You Moved Abroad With Your LLC and You're Still Paying Full US Taxes?
Most LLC owners who relocate abroad have never heard of the Foreign Earned Income Exclusion. Here's how it works, what it saves, and why self-employment tax is the catch.
I have a version of this conversation almost every week.
Someone relocates abroad. They're running a business back in the US through an LLC — maybe a services company, maybe consulting, maybe a trade. They're earning well. And they're still filing taxes exactly the way they did when they lived in Houston or Phoenix or wherever they came from.
When I ask if they've heard of the Foreign Earned Income Exclusion, the answer is almost always the same: "Never."
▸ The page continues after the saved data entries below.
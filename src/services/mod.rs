pub mod chat_view;
pub mod inference;
pub mod proxy_client;
// src/routes/mod.rs
pub mod chat;

use std::path::Path;

use crate::state::SharedState;
use axum::{
    Router,
    routing::{get, post},
};
use chat::chat_handler;
use tower_http::services::ServeDir;
use tower_http::trace::TraceLayer;

pub fn create_router(static_dir: impl AsRef<Path>) -> Router<SharedState> {
    Router::new()
        .route("/api/chat", post(chat_handler))
        .route("/health", get(|| async { "OK" }))
        .fallback_service(ServeDir::new(static_dir.as_ref()))
        .layer(TraceLayer::new_for_http())
}
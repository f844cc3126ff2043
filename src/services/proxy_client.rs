// src/services/proxy_client.rs
use async_trait::async_trait;
use reqwest::Client;
use thiserror::Error;

use crate::message::{ChatRequest, ChatResponse};

#[derive(Debug, Error)]
pub enum TransportError {
    /// The proxy could not be reached or the body could not be read.
    #[error("{0}")]
    Network(#[from] reqwest::Error),

    /// Non-success status; carries the raw response body.
    #[error("{0}")]
    Api(String),

    #[error("invalid response: {0}")]
    Decode(String),
}

/// How the chat view reaches the proxy endpoint.
#[async_trait]
pub trait ChatTransport: Send + Sync {
    async fn send_prompt(&self, prompt: &str) -> Result<ChatResponse, TransportError>;
}

#[derive(Clone, Debug)]
pub struct ProxyClient {
    http: Client,
    base_url: String,
}

impl ProxyClient {
    pub fn new(base_url: impl Into<String>) -> Self {
        Self {
            http: Client::new(),
            base_url: base_url.into().trim_end_matches('/').to_string(),
        }
    }

    pub fn base_url(&self) -> &str {
        &self.base_url
    }
}

#[async_trait]
impl ChatTransport for ProxyClient {
    async fn send_prompt(&self, prompt: &str) -> Result<ChatResponse, TransportError> {
        let response = self
            .http
            .post(format!("{}/api/chat", self.base_url))
            .json(&ChatRequest::new(prompt))
            .send()
            .await?;

        let status = response.status();
        let text = response.text().await?;
        if !status.is_success() {
            if text.is_empty() {
                return Err(TransportError::Api("API error".to_string()));
            }
            return Err(TransportError::Api(text));
        }

        serde_json::from_str(&text).map_err(|e| TransportError::Decode(e.to_string()))
    }
}
// src/services/chat_view.rs
use tracing::{debug, warn};

use super::proxy_client::{ChatTransport, TransportError};
use crate::message::{ChatResponse, Message};

pub const NO_RESPONSE: &str = "(no response)";

#[derive(Clone, Copy, Debug, PartialEq, Eq)]
pub enum Key {
    Enter,
    Backspace,
    Char(char),
    Other,
}

#[derive(Clone, Copy, Debug, PartialEq, Eq)]
pub struct KeyPress {
    pub key: Key,
    pub shift: bool,
}

impl KeyPress {
    pub fn plain(key: Key) -> Self {
        Self { key, shift: false }
    }

    pub fn shifted(key: Key) -> Self {
        Self { key, shift: true }
    }
}

#[derive(Debug, PartialEq, Eq)]
pub enum KeyAction {
    /// Caller should run [`ChatView::send`]. No newline was inserted.
    Submit,
    /// Enter was pressed while a request is in flight; nothing happened.
    Suppressed,
    Edited,
    Ignored,
}

/// A prompt that has been committed to the message list and is waiting on
/// the proxy.
#[derive(Debug, PartialEq, Eq)]
pub struct PendingSend {
    pub prompt: String,
}

#[derive(Debug, PartialEq, Eq)]
pub enum SendOutcome {
    /// Draft was empty after trimming.
    Empty,
    /// A request is already in flight.
    Busy,
    Replied,
    Failed,
}

/// Client-side conversation state: messages, draft and the loading flag.
#[derive(Debug, Default)]
pub struct ChatView {
    messages: Vec<Message>,
    draft: String,
    loading: bool,
    revision: u64,
}

impl ChatView {
    pub fn new() -> Self {
        Self::default()
    }

    pub fn messages(&self) -> &[Message] {
        &self.messages
    }

    pub fn draft(&self) -> &str {
        &self.draft
    }

    pub fn set_draft(&mut self, draft: impl Into<String>) {
        self.draft = draft.into();
    }

    pub fn is_loading(&self) -> bool {
        self.loading
    }

    /// Whether the submit affordance should be enabled.
    pub fn can_submit(&self) -> bool {
        !self.loading
    }

    /// Bumped whenever the message list or the loading flag changes. A
    /// renderer scrolls to the newest message when this moves.
    pub fn scroll_revision(&self) -> u64 {
        self.revision
    }

    pub fn handle_key(&mut self, press: KeyPress) -> KeyAction {
        match press.key {
            Key::Enter if press.shift => {
                self.draft.push('\n');
                KeyAction::Edited
            }
            Key::Enter if self.loading => KeyAction::Suppressed,
            Key::Enter => KeyAction::Submit,
            Key::Backspace => {
                self.draft.pop();
                KeyAction::Edited
            }
            Key::Char(c) => {
                self.draft.push(c);
                KeyAction::Edited
            }
            Key::Other => KeyAction::Ignored,
        }
    }

    /// First half of a send: append the user message, clear the draft and
    /// enter the sending state. `None` leaves the view untouched.
    pub fn begin_send(&mut self) -> Option<PendingSend> {
        if self.loading {
            return None;
        }
        let text = self.draft.trim();
        if text.is_empty() {
            return None;
        }
        let prompt = text.to_string();

        self.push(Message::user(prompt.clone()));
        self.draft.clear();
        self.set_loading(true);
        Some(PendingSend { prompt })
    }

    /// Second half of a send. Always leaves the view idle.
    pub fn finish_send(&mut self, result: Result<ChatResponse, TransportError>) -> SendOutcome {
        let outcome = match result {
            Ok(response) => {
                let text = response.output.unwrap_or_else(|| NO_RESPONSE.to_string());
                self.push(Message::assistant(text));
                SendOutcome::Replied
            }
            Err(err) => {
                warn!(error = %err, "chat request failed");
                self.push(Message::assistant(format!("Error: {err}")));
                SendOutcome::Failed
            }
        };
        self.set_loading(false);
        outcome
    }

    pub async fn send<T>(&mut self, transport: &T) -> SendOutcome
    where
        T: ChatTransport + ?Sized,
    {
        if self.loading {
            return SendOutcome::Busy;
        }
        let Some(pending) = self.begin_send() else {
            return SendOutcome::Empty;
        };
        debug!(prompt_len = pending.prompt.len(), "sending prompt");
        let result = transport.send_prompt(&pending.prompt).await;
        self.finish_send(result)
    }

    fn push(&mut self, message: Message) {
        self.messages.push(message);
        self.revision += 1;
    }

    fn set_loading(&mut self, loading: bool) {
        if self.loading != loading {
            self.loading = loading;
            self.revision += 1;
        }
    }
}

#[cfg(test)]
mod tests {
    use super::*;
    use crate::message::MessageRole;

    #[test]
    fn whitespace_draft_is_a_no_op() {
        let mut view = ChatView::new();
        view.set_draft("  \n\t ");
        assert_eq!(view.begin_send(), None);
        assert!(view.messages().is_empty());
        assert!(!view.is_loading());
        assert_eq!(view.scroll_revision(), 0);
    }

    #[test]
    fn begin_send_trims_and_clears() {
        let mut view = ChatView::new();
        view.set_draft("  hello  ");
        let pending = view.begin_send().unwrap();
        assert_eq!(pending.prompt, "hello");
        assert_eq!(view.draft(), "");
        assert!(view.is_loading());
        assert!(!view.can_submit());
        assert_eq!(view.messages()[0].role, MessageRole::User);
        assert_eq!(view.messages()[0].text, "hello");
    }

    #[test]
    fn second_send_refused_while_loading() {
        let mut view = ChatView::new();
        view.set_draft("one");
        assert!(view.begin_send().is_some());
        view.set_draft("two");
        assert_eq!(view.begin_send(), None);
        assert_eq!(view.messages().len(), 1);
        assert_eq!(view.draft(), "two");
    }

    #[test]
    fn failure_prefixes_error() {
        let mut view = ChatView::new();
        view.set_draft("hi");
        view.begin_send();
        let outcome = view.finish_send(Err(TransportError::Api("boom".into())));
        assert_eq!(outcome, SendOutcome::Failed);
        assert_eq!(view.messages()[1].text, "Error: boom");
        assert!(!view.is_loading());
    }

    #[test]
    fn enter_submits_shift_enter_inserts_newline() {
        let mut view = ChatView::new();
        view.handle_key(KeyPress::plain(Key::Char('a')));
        assert_eq!(view.handle_key(KeyPress::shifted(Key::Enter)), KeyAction::Edited);
        view.handle_key(KeyPress::plain(Key::Char('b')));
        assert_eq!(view.draft(), "a\nb");
        assert_eq!(view.handle_key(KeyPress::plain(Key::Enter)), KeyAction::Submit);
        assert_eq!(view.draft(), "a\nb");

        assert_eq!(view.handle_key(KeyPress::plain(Key::Backspace)), KeyAction::Edited);
        assert_eq!(view.draft(), "a\n");
        view.handle_key(KeyPress::plain(Key::Backspace));
        view.handle_key(KeyPress::plain(Key::Backspace));
        assert_eq!(view.handle_key(KeyPress::plain(Key::Backspace)), KeyAction::Edited);
        assert_eq!(view.draft(), "");
        assert_eq!(view.handle_key(KeyPress::plain(Key::Other)), KeyAction::Ignored);
    }

    #[test]
    fn enter_while_loading_is_suppressed() {
        let mut view = ChatView::new();
        view.set_draft("first");
        view.begin_send().unwrap();

        view.set_draft("second");
        let revision = view.scroll_revision();
        assert_eq!(view.handle_key(KeyPress::plain(Key::Enter)), KeyAction::Suppressed);
        assert_eq!(view.draft(), "second");
        assert_eq!(view.messages().len(), 1);
        assert_eq!(view.scroll_revision(), revision);

        // Shift+Enter still edits while a request is in flight.
        assert_eq!(view.handle_key(KeyPress::shifted(Key::Enter)), KeyAction::Edited);
        assert_eq!(view.draft(), "second\n");

        view.finish_send(Ok(ChatResponse::default()));
        assert!(view.can_submit());
        assert_eq!(view.handle_key(KeyPress::plain(Key::Enter)), KeyAction::Submit);
    }

    #[test]
    fn scroll_requested_after_each_change() {
        let mut view = ChatView::new();
        assert_eq!(view.scroll_revision(), 0);
        view.set_draft("hi");
        assert_eq!(view.scroll_revision(), 0);
        view.begin_send();
        // user message appended, loading raised
        assert_eq!(view.scroll_revision(), 2);
        view.finish_send(Ok(ChatResponse::default()));
        assert_eq!(view.scroll_revision(), 4);
        assert_eq!(view.messages()[1].text, NO_RESPONSE);
    }
}
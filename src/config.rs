// src/config.rs
use std::{env, net::SocketAddr, path::PathBuf};

use thiserror::Error;

pub const DEFAULT_ADDR: &str = "0.0.0.0:3000";
pub const DEFAULT_STATIC_DIR: &str = "public";
pub const DEFAULT_PROXY_URL: &str = "http://localhost:3000";

#[derive(Debug, Error)]
pub enum ConfigError {
    #[error("invalid {var} `{value}`: {reason}")]
    Invalid {
        var: &'static str,
        value: String,
        reason: String,
    },
}

/// Server settings, read once at startup.
#[derive(Clone, Debug)]
pub struct Config {
    /// Credential for the inference provider. Absence is reported per request.
    pub hf_token: Option<String>,
    pub addr: SocketAddr,
    pub static_dir: PathBuf,
}

impl Config {
    pub fn from_env() -> Result<Self, ConfigError> {
        Self::from_lookup(|key| env::var(key).ok())
    }

    /// Builds the config from any key/value source.
    pub fn from_lookup(lookup: impl Fn(&str) -> Option<String>) -> Result<Self, ConfigError> {
        let hf_token = lookup("HF_TOKEN").filter(|t| !t.trim().is_empty());

        let raw_addr = lookup("CHAT_PROXY_ADDR").unwrap_or_else(|| DEFAULT_ADDR.to_string());
        let addr = raw_addr.parse::<SocketAddr>().map_err(|e| ConfigError::Invalid {
            var: "CHAT_PROXY_ADDR",
            value: raw_addr.clone(),
            reason: e.to_string(),
        })?;

        let static_dir = lookup("CHAT_STATIC_DIR")
            .map(PathBuf::from)
            .unwrap_or_else(|| PathBuf::from(DEFAULT_STATIC_DIR));

        Ok(Self {
            hf_token,
            addr,
            static_dir,
        })
    }
}

/// Base URL the terminal front-end talks to.
pub fn proxy_url_from_env() -> String {
    proxy_url_from_lookup(|key| env::var(key).ok())
}

pub fn proxy_url_from_lookup(lookup: impl Fn(&str) -> Option<String>) -> String {
    lookup("CHAT_PROXY_URL")
        .map(|u| u.trim_end_matches('/').to_string())
        .unwrap_or_else(|| DEFAULT_PROXY_URL.to_string())
}

#[cfg(test)]
mod tests {
    use super::*;
    use std::collections::HashMap;

    fn lookup_from(pairs: &[(&str, &str)]) -> impl Fn(&str) -> Option<String> {
        let vars: HashMap<String, String> = pairs
            .iter()
            .map(|(k, v)| (k.to_string(), v.to_string()))
            .collect();
        move |key: &str| vars.get(key).cloned()
    }

    #[test]
    fn defaults_when_unset() {
        let config = Config::from_lookup(lookup_from(&[])).unwrap();
        assert_eq!(config.hf_token, None);
        assert_eq!(config.addr, "0.0.0.0:3000".parse::<SocketAddr>().unwrap());
        assert_eq!(config.static_dir, PathBuf::from("public"));
    }

    #[test]
    fn reads_every_variable() {
        let config = Config::from_lookup(lookup_from(&[
            ("HF_TOKEN", "hf_abc"),
            ("CHAT_PROXY_ADDR", "127.0.0.1:8080"),
            ("CHAT_STATIC_DIR", "/srv/chat"),
        ]))
        .unwrap();
        assert_eq!(config.hf_token.as_deref(), Some("hf_abc"));
        assert_eq!(config.addr, "127.0.0.1:8080".parse::<SocketAddr>().unwrap());
        assert_eq!(config.static_dir, PathBuf::from("/srv/chat"));
    }

    #[test]
    fn blank_token_is_none() {
        let config = Config::from_lookup(lookup_from(&[("HF_TOKEN", "   ")])).unwrap();
        assert_eq!(config.hf_token, None);
    }

    #[test]
    fn invalid_addr_is_rejected() {
        let err = Config::from_lookup(lookup_from(&[("CHAT_PROXY_ADDR", "localhost")])).unwrap_err();
        match err {
            ConfigError::Invalid { var, value, .. } => {
                assert_eq!(var, "CHAT_PROXY_ADDR");
                assert_eq!(value, "localhost");
            }
        }
    }

    #[test]
    fn proxy_url_trailing_slash_stripped() {
        let url = proxy_url_from_lookup(lookup_from(&[("CHAT_PROXY_URL", "http://chat.local:8080/")]));
        assert_eq!(url, "http://chat.local:8080");
        assert_eq!(proxy_url_from_lookup(lookup_from(&[])), DEFAULT_PROXY_URL);
    }
}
What You're Leaving on the Table
The Foreign Earned Income Exclusion (FEIE) allows US citizens and residents living abroad to exclude up to $130,000 (2025 tax year) from federal income tax.
That's not a deduction. It's an exclusion. The IRS treats that income as if it doesn't exist for federal income tax purposes.
For an LLC owner netting $300,000, that means the first $130,000 is excluded from federal income tax entirely. You're only paying federal income tax on $170,000.
At typical effective rates, that's a savings of roughly $25,000 to $33,000 per year in federal income tax alone.
The Catch: Self-Employment Tax Doesn't Go Away
Here's what the FEIE does not do: it does not eliminate self-employment tax.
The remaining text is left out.